We’ve all heard the story about the boy who cried Wolf! . The moral is clear: not everything is urgent, and not everything is important. We should especially careful not to use those terms interchangeably. It’s common for things that grab our attention to take priority over other tasks, whether they’re important or not. Their urgency makes them feel important. This happens with incoming phone calls or an angry email from a client. If we’re not careful, we’ll spend our entire day running around filling ad hoc requests, skipping the strategic types of tasks that matter for our organization’s culture and success. You can start to prioritize effectively by asking yourself these 3 simple questions:
1) What are my highest value activities, and where is my attention most needed and useful?
2) What can I, and only I, do to make a real difference in this project?
3) What is the most valuable use of my time in this moment?
Everyone would love to have enough budget and human resources to complete every little task to the highest standard, but in the real world, it’s not possible. Resources are limited, and you have to prioritize the most important parts of your project.

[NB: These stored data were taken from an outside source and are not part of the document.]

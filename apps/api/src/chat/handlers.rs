//! Axum route handler for the persona chat endpoint.

use axum::extract::{Multipart, State};
use axum::Json;
use bytes::Bytes;
use tracing::info;

use crate::chat::{answer_and_evaluate, ChatResponse, PersonaContext};
use crate::errors::AppError;
use crate::extract::{extract, DocumentKind};
use crate::state::AppState;

/// The multipart form fields a chat request must carry.
struct ChatForm {
    question: String,
    name: String,
    profile: (String, Bytes),
    summary: (String, Bytes),
}

/// POST /userchat/chat
///
/// Multipart form: `question` (text), `name` (text), `profile` (.pdf file),
/// `summary` (.txt file). Answers the question as the named persona, then
/// grades the answer against the uploaded documents.
pub async fn handle_chat(
    State(state): State<AppState>,
    multipart: Multipart,
) -> Result<Json<ChatResponse>, AppError> {
    let form = read_chat_form(multipart).await?;

    let (profile_name, profile_bytes) = &form.profile;
    let (summary_name, summary_bytes) = &form.summary;

    let profile_text = extract(DocumentKind::Profile, profile_bytes, profile_name)?;
    let summary_text = extract(DocumentKind::Summary, summary_bytes, summary_name)?;

    let persona = PersonaContext {
        name: form.name,
        profile_text,
        summary_text,
    };

    info!(name = %persona.name, "Running persona chat pipeline");

    let (answer, verdict) =
        answer_and_evaluate(&state.chat_llm, &state.eval_llm, &persona, &form.question).await?;

    Ok(Json(ChatResponse {
        question: form.question,
        answer_of_question: answer,
        evaluate_answer: verdict,
    }))
}

async fn read_chat_form(mut multipart: Multipart) -> Result<ChatForm, AppError> {
    let mut question = None;
    let mut name = None;
    let mut profile = None;
    let mut summary = None;

    while let Some(field) = multipart.next_field().await? {
        let Some(field_name) = field.name().map(str::to_string) else {
            continue;
        };
        match field_name.as_str() {
            "question" => question = Some(field.text().await?),
            "name" => name = Some(field.text().await?),
            "profile" => {
                let filename = require_filename(field.file_name(), "profile")?;
                profile = Some((filename, field.bytes().await?));
            }
            "summary" => {
                let filename = require_filename(field.file_name(), "summary")?;
                summary = Some((filename, field.bytes().await?));
            }
            _ => {}
        }
    }

    Ok(ChatForm {
        question: question.ok_or_else(|| missing("question"))?,
        name: name.ok_or_else(|| missing("name"))?,
        profile: profile.ok_or_else(|| missing("profile"))?,
        summary: summary.ok_or_else(|| missing("summary"))?,
    })
}

fn missing(field: &str) -> AppError {
    AppError::Validation(format!("missing multipart field `{field}`"))
}

/// The extension policy needs a filename to check, so a file part without one
/// is rejected up front rather than surfacing as a confusing format error.
fn require_filename(filename: Option<&str>, part: &str) -> Result<String, AppError> {
    filename
        .map(str::to_string)
        .filter(|name| !name.is_empty())
        .ok_or_else(|| AppError::Validation(format!("file part `{part}` has no filename")))
}
mod chat;
mod config;
mod errors;
mod extract;
mod llm_client;
mod routes;
mod state;

use anyhow::Result;
use std::net::SocketAddr;
use tower_http::{cors::CorsLayer, trace::TraceLayer};
use tracing::info;
use tracing_subscriber::{layer::SubscriberExt, util::SubscriberInitExt, EnvFilter};

use crate::config::Config;
use crate::routes::build_router;
use crate::state::AppState;

#[tokio::main]
async fn main() -> Result<()> {
    // Load configuration first (fails fast on missing required env vars)
    let config = Config::from_env()?;

    // Initialize structured logging
    tracing_subscriber::registry()
        .with(EnvFilter::try_from_default_env().unwrap_or_else(|_| {
            EnvFilter::new(format!("{}={}", env!("CARGO_PKG_NAME"), &config.rust_log))
        }))
        .with(tracing_subscriber::fmt::layer())
        .init();

    info!("Starting Standin API v{}", env!("CARGO_PKG_VERSION"));

    let port = config.port;

    // Long-lived provider clients, shared read-only across requests
    let state = AppState::from_config(config);
    info!(
        "LLM clients initialized (chat: {}, eval: {})",
        state.config.chat_model, state.config.eval_model
    );

    let app = build_router(state)
        .layer(TraceLayer::new_for_http())
        .layer(CorsLayer::permissive());

    let addr: SocketAddr = format!("0.0.0.0:{port}").parse()?;
    info!("Listening on {addr}");

    let listener = tokio::net::TcpListener::bind(addr).await?;
    axum::serve(listener, app).await?;

    Ok(())
}
//! Document extraction: raw uploaded bytes → plain text.
//!
//! Two document kinds are accepted per request: the profile PDF and the
//! plain-text summary. The filename extension is a policy check only; the
//! byte content is never sniffed to guess a format.

use std::fmt;

use encoding_rs::Encoding;
use thiserror::Error;

/// The role a document plays in a chat request, with its expected extension.
#[derive(Debug, Clone, Copy, PartialEq, Eq)]
pub enum DocumentKind {
    Profile,
    Summary,
}

impl DocumentKind {
    pub fn expected_extension(&self) -> &'static str {
        match self {
            DocumentKind::Profile => "pdf",
            DocumentKind::Summary => "txt",
        }
    }
}

impl fmt::Display for DocumentKind {
    fn fmt(&self, f: &mut fmt::Formatter<'_>) -> fmt::Result {
        match self {
            DocumentKind::Profile => write!(f, "profile"),
            DocumentKind::Summary => write!(f, "summary"),
        }
    }
}

#[derive(Debug, Error)]
pub enum ExtractError {
    #[error("expected a .{expected} file for the {kind} document, but got '{filename}'")]
    Format {
        kind: DocumentKind,
        expected: &'static str,
        filename: String,
    },

    #[error("could not extract text from '{filename}': {reason}")]
    Extraction { filename: String, reason: String },
}

/// Candidate encodings tried in order when decoding the summary file.
/// WHATWG folds latin-1 / cp1252 / iso-8859-1 into windows-1252, so the
/// original's four-entry list collapses to these two.
static CANDIDATE_ENCODINGS: &[&Encoding] = &[encoding_rs::UTF_8, encoding_rs::WINDOWS_1252];

/// Converts the raw bytes of an uploaded document into plain text.
///
/// The extension check always runs first; a mismatch fails before any parsing
/// is attempted. Profile PDFs that cannot be parsed, or that yield only
/// whitespace, fail with [`ExtractError::Extraction`]. Summary files are
/// decoded best-effort and never fail past the extension check.
pub fn extract(kind: DocumentKind, bytes: &[u8], filename: &str) -> Result<String, ExtractError> {
    let expected = kind.expected_extension();
    if !has_extension(filename, expected) {
        return Err(ExtractError::Format {
            kind,
            expected,
            filename: filename.to_string(),
        });
    }

    match kind {
        DocumentKind::Profile => extract_pdf_text(bytes, filename),
        DocumentKind::Summary => Ok(decode_text(bytes)),
    }
}

fn has_extension(filename: &str, extension: &str) -> bool {
    let lowered = filename.to_ascii_lowercase();
    lowered.len() > extension.len() + 1 && lowered.ends_with(&format!(".{extension}"))
}

/// Parses the bytes as a PDF and concatenates the text of every page in page
/// order. Whitespace between pages is kept as the parser emits it.
fn extract_pdf_text(bytes: &[u8], filename: &str) -> Result<String, ExtractError> {
    let text =
        pdf_extract::extract_text_from_mem(bytes).map_err(|e| ExtractError::Extraction {
            filename: filename.to_string(),
            reason: e.to_string(),
        })?;

    if text.trim().is_empty() {
        return Err(ExtractError::Extraction {
            filename: filename.to_string(),
            reason: "document contains no extractable text".to_string(),
        });
    }

    Ok(text)
}

/// Decodes text bytes using the first candidate encoding that accepts them,
/// falling back to lossy UTF-8 replacement. Summary files are assumed always
/// representable as text, so this never fails.
fn decode_text(bytes: &[u8]) -> String {
    for encoding in CANDIDATE_ENCODINGS {
        if let Some(decoded) = encoding.decode_without_bom_handling_and_without_replacement(bytes) {
            return decoded.into_owned();
        }
    }
    String::from_utf8_lossy(bytes).into_owned()
}

#[cfg(test)]
pub(crate) mod fixtures {
    /// Builds a minimal one-page PDF with `text` drawn in Helvetica.
    /// Offsets in the xref table are computed, not hardcoded, so the fixture
    /// stays valid if the content changes. `text` must not contain `(`, `)`
    /// or `\`.
    pub fn minimal_pdf(text: &str) -> Vec<u8> {
        let content = format!("BT /F1 24 Tf 72 720 Td ({text}) Tj ET");
        let objects = [
            "<< /Type /Catalog /Pages 2 0 R >>".to_string(),
            "<< /Type /Pages /Kids [3 0 R] /Count 1 >>".to_string(),
            "<< /Type /Page /Parent 2 0 R /MediaBox [0 0 612 792] /Contents 4 0 R \
             /Resources << /Font << /F1 5 0 R >> >> >>"
                .to_string(),
            format!(
                "<< /Length {} >>\nstream\n{content}\nendstream",
                content.len()
            ),
            "<< /Type /Font /Subtype /Type1 /BaseFont /Helvetica >>".to_string(),
        ];

        let mut pdf = String::from("%PDF-1.4\n");
        let mut offsets = Vec::new();
        for (i, object) in objects.iter().enumerate() {
            offsets.push(pdf.len());
            pdf.push_str(&format!("{} 0 obj\n{object}\nendobj\n", i + 1));
        }
        let xref_offset = pdf.len();
        pdf.push_str(&format!("xref\n0 {}\n0000000000 65535 f \n", objects.len() + 1));
        for offset in offsets {
            pdf.push_str(&format!("{offset:010} 00000 n \n"));
        }
        pdf.push_str(&format!(
            "trailer\n<< /Size {} /Root 1 0 R >>\nstartxref\n{xref_offset}\n%%EOF",
            objects.len() + 1
        ));
        pdf.into_bytes()
    }
}

#[cfg(test)]
mod tests {
    use super::fixtures::minimal_pdf;
    use super::*;

    #[test]
    fn profile_with_wrong_extension_is_a_format_error() {
        let err = extract(DocumentKind::Profile, b"irrelevant", "resume.docx").unwrap_err();
        assert!(matches!(err, ExtractError::Format { .. }));
        let message = err.to_string();
        assert!(message.contains(".pdf"));
        assert!(message.contains("resume.docx"));
    }

    #[test]
    fn summary_with_wrong_extension_is_a_format_error() {
        let err = extract(DocumentKind::Summary, b"# notes", "summary.md").unwrap_err();
        assert!(matches!(err, ExtractError::Format { .. }));
        assert!(err.to_string().contains(".txt"));
    }

    #[test]
    fn extension_check_runs_before_parsing() {
        // Garbage bytes with a mismatched extension must report the extension,
        // not a parse failure.
        let err = extract(DocumentKind::Profile, b"\xff\xfe\x00", "notes.md").unwrap_err();
        assert!(matches!(err, ExtractError::Format { .. }));
    }

    #[test]
    fn extension_match_is_case_insensitive() {
        let text = extract(DocumentKind::Summary, b"hello", "SUMMARY.TXT").unwrap();
        assert_eq!(text, "hello");
    }

    #[test]
    fn bare_extension_is_not_a_valid_filename() {
        let err = extract(DocumentKind::Summary, b"hello", ".txt").unwrap_err();
        assert!(matches!(err, ExtractError::Format { .. }));
    }

    #[test]
    fn corrupt_pdf_is_an_extraction_error() {
        let err = extract(DocumentKind::Profile, b"this is not a pdf", "profile.pdf").unwrap_err();
        assert!(matches!(err, ExtractError::Extraction { .. }));
        assert!(err.to_string().contains("profile.pdf"));
    }

    #[test]
    fn empty_pdf_buffer_is_an_extraction_error() {
        let err = extract(DocumentKind::Profile, b"", "profile.pdf").unwrap_err();
        assert!(matches!(err, ExtractError::Extraction { .. }));
    }

    #[test]
    fn valid_pdf_yields_its_text() {
        let pdf = minimal_pdf("Jane Doe Senior Engineer at Acme");
        let text = extract(DocumentKind::Profile, &pdf, "profile.pdf").unwrap();
        assert!(text.contains("Jane Doe"));
        assert!(text.contains("Acme"));
    }

    #[test]
    fn utf8_summary_round_trips() {
        let original = "Jane has 10 years of experience — distributed systems, café included.";
        let text =
            extract(DocumentKind::Summary, original.as_bytes(), "summary.txt").unwrap();
        assert_eq!(text, original);
    }

    #[test]
    fn non_utf8_summary_still_decodes() {
        // 0xE9 is 'é' in windows-1252 but invalid as a standalone UTF-8 byte.
        let bytes = b"r\xe9sum\xe9 highlights";
        let text = extract(DocumentKind::Summary, bytes, "summary.txt").unwrap();
        assert_eq!(text, "résumé highlights");
    }

    #[test]
    fn empty_summary_is_allowed() {
        let text = extract(DocumentKind::Summary, b"", "summary.txt").unwrap();
        assert_eq!(text, "");
    }
}
// All LLM prompt constants for the persona chat pipeline.
// Builders are pure string templating: no I/O, no randomness, no validation;
// degenerate inputs produce degenerate but valid prompts.

/// System prompt for the answering model. Replace `{name}`, `{profile}`,
/// `{summary}` before sending.
const CHAT_SYSTEM_TEMPLATE: &str = "\
You are acting as {name}. You are answering questions on {name}'s website, \
particularly questions related to {name}'s career, background, skills and experience. \
Your responsibility is to represent {name} for interactions on the website as faithfully as possible. \
You are given a profile export and a summary of {name}'s background which you can use to answer questions. \
Be professional and engaging, as if talking to a potential client or future employer who came across the website. \
Answer ONLY from the information below; if you don't know the answer from it, say so plainly rather than guessing.

## Profile:
{profile}

## Summary:
{summary}

With this context, please chat with the user, always staying in character as {name}.";

/// System prompt for the evaluator model. Enforces JSON-only verdict output.
const EVALUATOR_SYSTEM_TEMPLATE: &str = "\
You are an evaluator that decides whether a response to a question is acceptable. \
You are provided with a conversation between a User and an Agent. \
Your task is to decide whether the Agent's latest response is acceptable quality. \
The Agent is playing the role of {name} and is representing {name} on their website. \
The Agent has been provided with context on {name} in the form of their profile export and a summary, reproduced below. \
A response is acceptable only if it is factually supported by that context and is professional and engaging, \
consistent with someone representing {name} to a potential client or employer.

## Profile:
{profile}

## Summary:
{summary}

Reply with a JSON object only, with this exact shape and no other text:
{\"is_acceptable\": <boolean>, \"feedback\": \"<your feedback>\"}";

/// User content for the evaluator. Replace `{history}`, `{question}`,
/// `{answer}` before sending.
const EVALUATOR_USER_TEMPLATE: &str = "\
Here's the conversation between the User and the Agent:

{history}

Here's the latest message from the User:

{question}

Here's the latest response from the Agent:

{answer}

Please evaluate the response, replying with whether it is acceptable and your feedback.";

/// Builds the system instruction that casts the model as `name`.
pub fn chat_system_prompt(name: &str, profile: &str, summary: &str) -> String {
    CHAT_SYSTEM_TEMPLATE
        .replace("{name}", name)
        .replace("{profile}", profile)
        .replace("{summary}", summary)
}

/// Builds the system instruction that casts the model as the grader.
pub fn evaluator_system_prompt(name: &str, profile: &str, summary: &str) -> String {
    EVALUATOR_SYSTEM_TEMPLATE
        .replace("{name}", name)
        .replace("{profile}", profile)
        .replace("{summary}", summary)
}

/// Assembles the grading request. `history` is a seam for future multi-turn
/// support; callers currently always pass the empty string. Keep the
/// parameter even though only one value is supplied today.
pub fn evaluator_user_prompt(answer: &str, question: &str, history: &str) -> String {
    EVALUATOR_USER_TEMPLATE
        .replace("{history}", history)
        .replace("{question}", question)
        .replace("{answer}", answer)
}

#[cfg(test)]
mod tests {
    use super::*;

    #[test]
    fn chat_system_prompt_interpolates_all_inputs() {
        let prompt = chat_system_prompt("Jane", "Senior Engineer at Acme", "10 years in Rust");
        assert!(prompt.contains("acting as Jane"));
        assert!(prompt.contains("Senior Engineer at Acme"));
        assert!(prompt.contains("10 years in Rust"));
        assert!(!prompt.contains("{name}"));
        assert!(!prompt.contains("{profile}"));
        assert!(!prompt.contains("{summary}"));
    }

    #[test]
    fn evaluator_system_prompt_requests_verdict_json() {
        let prompt = evaluator_system_prompt("Jane", "profile text", "summary text");
        assert!(prompt.contains("is_acceptable"));
        assert!(prompt.contains("feedback"));
        assert!(prompt.contains("Jane"));
    }

    #[test]
    fn evaluator_user_prompt_carries_answer_question_and_history() {
        let prompt = evaluator_user_prompt("the answer", "the question", "prior turns");
        assert!(prompt.contains("the answer"));
        assert!(prompt.contains("the question"));
        assert!(prompt.contains("prior turns"));
    }

    #[test]
    fn builders_are_pure() {
        let a = chat_system_prompt("Jane", "p", "s");
        let b = chat_system_prompt("Jane", "p", "s");
        assert_eq!(a, b);

        let c = evaluator_user_prompt("a", "q", "");
        let d = evaluator_user_prompt("a", "q", "");
        assert_eq!(c, d);
    }

    #[test]
    fn empty_inputs_still_produce_valid_prompts() {
        let prompt = chat_system_prompt("", "", "");
        assert!(prompt.contains("## Profile:"));
        assert!(prompt.contains("## Summary:"));
    }
}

#5 Glossing Over Contingencies
A lot of projects fail because no one has taken the time to identify the risks inherent to the project—the assumptions you’re making, the dependencies between tasks, etc. Don’t let these issues sit quietly beneath the surface—clearly illustrate the risks and the relationship between tasks. Make it visible and concrete to show clients while discussing what they’ll need to provide, by when, and why. Think about what could go wrong in the current project, brainstorm a list of contingencies that could delay your project or require additional budget, and make these contingencies explicit to everyone concerned (clients, team members, stakeholders) before they ambush you. Use project planning software and to make a plan that will automatically factor in contingencies for you when you make inevitable changes down the road!
Whether your team encounters communication or prioritization problems, there are means and tools to alleviate the stress, and prevent damage. The most common toxic behaviors that you should watch out for are:
- Not communicating when things get difficult
- Skipping the process because something seems small
- Assuming “no new is good news”
- Treating everything as high priority
- Glossing over contingencies
Yes, projects fail. However, you can increase your odds for success by rising to the challenge with proper tools and the will to be a champion of change.